Over four decades of practice, he improved the technique for hernia repairs (and did 17,000 of them). He developed a correction for a congenital defect known as esophageal atresia, and a method for draining fluid from the brain into the abdomen for infants with hydrocephalus. He separated several sets of conjoined twins, including, in 1977, a pair joined at the heart in which only one baby could be saved. He trained dozens of pediatric surgeons who went on to head departments elsewhere.
In Dr. Koop’s case, the new frontier was pediatric surgery, a specialty that barely existed when he entered it. He became one of the half-dozen leading practitioners in the world.
After the war ended, the surgeon in chief at the Hospital of the University of Pennsylvania suggested that Dr. Koop take a job as the head of surgery at Children’s Hospital of Philadelphia. When he assumed the position in January 1946, he was not yet 30.
At the time, general surgeons, or specialty surgeons such as urologists, operated on infants and children without specific training in how their anatomy and physiology differed from adults. The only pediatric surgery program in the country was in Boston. Operations on newborns were rare and mortality was high.
A 64-year-old retired pediatric surgeon at the time Ronald Reagan nominated him in 1981, Dr. Koop had no formal public-health training. His chief credential was that he was a socially conservative, devout Christian physician who had written a popular treatise against abortion. His confirmation took eight months. Few people expected him to talk about homosexuality, anal intercourse, condoms and intravenous drug use when almost nobody else in the Reagan administration would even utter the word “AIDS.”

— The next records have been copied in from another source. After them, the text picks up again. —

//! Structured records: typed objects whose fields carry explicit
//! presence (`Required`/`Optional`) and mutability (`WriteOnce`/`Updatable`)
//! rules, diffed and applied as JSON patches over the wire.

use std::collections::BTreeMap;

use serde::de::DeserializeOwned;
use serde::Serialize;
use serde_json::Value;

use crate::error::StructureError;

/// Whether a field must be present in every valid instance of a record.
#[derive(Debug, Clone, Copy, PartialEq, Eq)]
pub enum Presence {
    /// The field must always carry a non-null value.
    Required,
    /// The field may be absent or null.
    Optional,
}

/// Whether a field, once set to a non-null value, may be changed again.
#[derive(Debug, Clone, Copy, PartialEq, Eq)]
pub enum Mutability {
    /// The field may be set exactly once; subsequent diffs must repeat the
    /// same value or omit the field.
    WriteOnce,
    /// The field may be freely overwritten by either party.
    Updatable,
}

/// Describes one field of a [`StructuredRecord`].
#[derive(Debug, Clone, Copy)]
pub struct FieldDescriptor {
    /// The field's key in the JSON representation.
    pub name: &'static str,
    /// Required or optional.
    pub presence: Presence,
    /// Write-once or updatable.
    pub mutability: Mutability,
}

/// A partial update to a [`StructuredRecord`]: field name to new value.
pub type Diff = BTreeMap<String, Value>;

/// A record whose field-level write semantics are enforced independently
/// of its Rust type definition, mirroring the reference implementation's
/// per-field `WRITE_ONCE`/`UPDATABLE` flags.
pub trait StructuredRecord: Serialize + DeserializeOwned + Clone {
    /// The record's field table, used to validate diffs generically.
    fn field_descriptors() -> &'static [FieldDescriptor];

    /// Extra validation beyond presence/mutability, e.g. "amount must be
    /// positive" or "kyc blob must parse". Called after a diff has been
    /// structurally applied. Default: no extra checks.
    ///
    /// # Errors
    ///
    /// Returns a [`StructureError`] if the resulting record violates a
    /// type-specific invariant.
    fn custom_checks(&self, _diff: &Diff) -> Result<(), StructureError> {
        Ok(())
    }

    /// Serializes this record to its full JSON representation.
    ///
    /// # Panics
    ///
    /// Panics if the type's `Serialize` implementation fails, which does
    /// not happen for well-formed records composed of standard types.
    #[must_use]
    fn get_full_record(&self) -> Value {
        serde_json::to_value(self).expect("StructuredRecord types always serialize")
    }

    /// Reconstructs a record from its full JSON representation.
    ///
    /// # Errors
    ///
    /// Returns a [`StructureError`] if the JSON value doesn't match the
    /// record's shape.
    fn from_full_record(record: Value) -> Result<Self, StructureError> {
        serde_json::from_value(record)
            .map_err(|err| StructureError::new(format!("malformed record: {err}")))
    }

    /// Applies `diff` to this record, enforcing field presence and
    /// mutability rules, then running [`custom_checks`](Self::custom_checks)
    /// on the result.
    ///
    /// # Errors
    ///
    /// Returns a [`StructureError`] if `diff` names an unknown field,
    /// attempts to change a write-once field to a new value, drops a
    /// required field, or fails a custom check.
    fn update(&self, diff: &Diff) -> Result<Self, StructureError> {
        let mut current = self.get_full_record();
        let obj = current
            .as_object_mut()
            .ok_or_else(|| StructureError::new("record did not serialize to a JSON object"))?;

        for (name, new_value) in diff {
            let descriptor = Self::field_descriptors()
                .iter()
                .find(|d| d.name == name)
                .ok_or_else(|| {
                    StructureError::new("unknown field in diff").with_field(name.clone())
                })?;

            if descriptor.mutability == Mutability::WriteOnce {
                if let Some(existing) = obj.get(name.as_str()) {
                    if !existing.is_null() && existing != new_value {
                        return Err(StructureError::new("field is write-once and already set")
                            .with_field(name.clone()));
                    }
                }
            }

            obj.insert(name.clone(), new_value.clone());
        }

        for descriptor in Self::field_descriptors() {
            if descriptor.presence == Presence::Required {
                let present = obj
                    .get(descriptor.name)
                    .is_some_and(|v| !v.is_null());
                if !present {
                    return Err(StructureError::new("required field is missing")
                        .with_field(descriptor.name));
                }
            }
        }

        let updated = Self::from_full_record(current)?;
        updated.custom_checks(diff)?;
        Ok(updated)
    }

    /// Computes the minimal diff needed to turn `self` into `other`,
    /// restricted to fields whose JSON representation actually changed.
    fn diff_from(&self, other: &Self) -> Diff {
        let before = self.get_full_record();
        let after = other.get_full_record();
        let mut out = Diff::new();
        if let (Some(before), Some(after)) = (before.as_object(), after.as_object()) {
            for (key, after_value) in after {
                if before.get(key) != Some(after_value) {
                    out.insert(key.clone(), after_value.clone());
                }
            }
        }
        out
    }
}

#[cfg(test)]
mod tests {
    use super::*;
    use serde::Deserialize;

    #[derive(Debug, Clone, Serialize, Deserialize)]
    struct Widget {
        id: String,
        label: Option<String>,
    }

    impl StructuredRecord for Widget {
        fn field_descriptors() -> &'static [FieldDescriptor] {
            &[
                FieldDescriptor {
                    name: "id",
                    presence: Presence::Required,
                    mutability: Mutability::WriteOnce,
                },
                FieldDescriptor {
                    name: "label",
                    presence: Presence::Optional,
                    mutability: Mutability::Updatable,
                },
            ]
        }
    }

    #[test]
    fn rejects_rewriting_write_once_field() {
        let w = Widget {
            id: "a".into(),
            label: None,
        };
        let mut diff = Diff::new();
        diff.insert("id".into(), Value::String("b".into()));
        assert!(w.update(&diff).is_err());
    }

    #[test]
    fn allows_updating_updatable_field() {
        let w = Widget {
            id: "a".into(),
            label: None,
        };
        let mut diff = Diff::new();
        diff.insert("label".into(), Value::String("hi".into()));
        let updated = w.update(&diff).unwrap();
        assert_eq!(updated.label.as_deref(), Some("hi"));
    }

    #[test]
    fn rejects_unknown_field() {
        let w = Widget {
            id: "a".into(),
            label: None,
        };
        let mut diff = Diff::new();
        diff.insert("bogus".into(), Value::Bool(true));
        assert!(w.update(&diff).is_err());
    }
}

Dr. Koop, however, believed information was the most useful weapon against HIV at a time when there was little treatment for the infection and widespread fear that it might soon threaten the general population. In May 1988, he mailed a seven-page brochure, “Understanding AIDS,” to all 107 million households in the country.
Among AIDS activists Dr. Koop became an unlikely hero, although some came to think that his sexually explicit talk tended to further stigmatize gay men.
“Most of us thought that a huge part of how the crisis grew exponentially was that those in power chose to ignore it for as long as they could,” recalled Peter Staley, a founding member of the AIDS Coalition to Unleash Power. “He was the only person in that administration who spoke the truth when it came to AIDS.”
Dr. Koop was also a tireless campaigner against tobacco. As surgeon general, he released a report in 1982 that attributed 30 percent of all cancer deaths to smoking. He wrote that nicotine was as addictive as heroin, warned against the hazards of secondhand smoke and updated the warning labels on cigarette packs.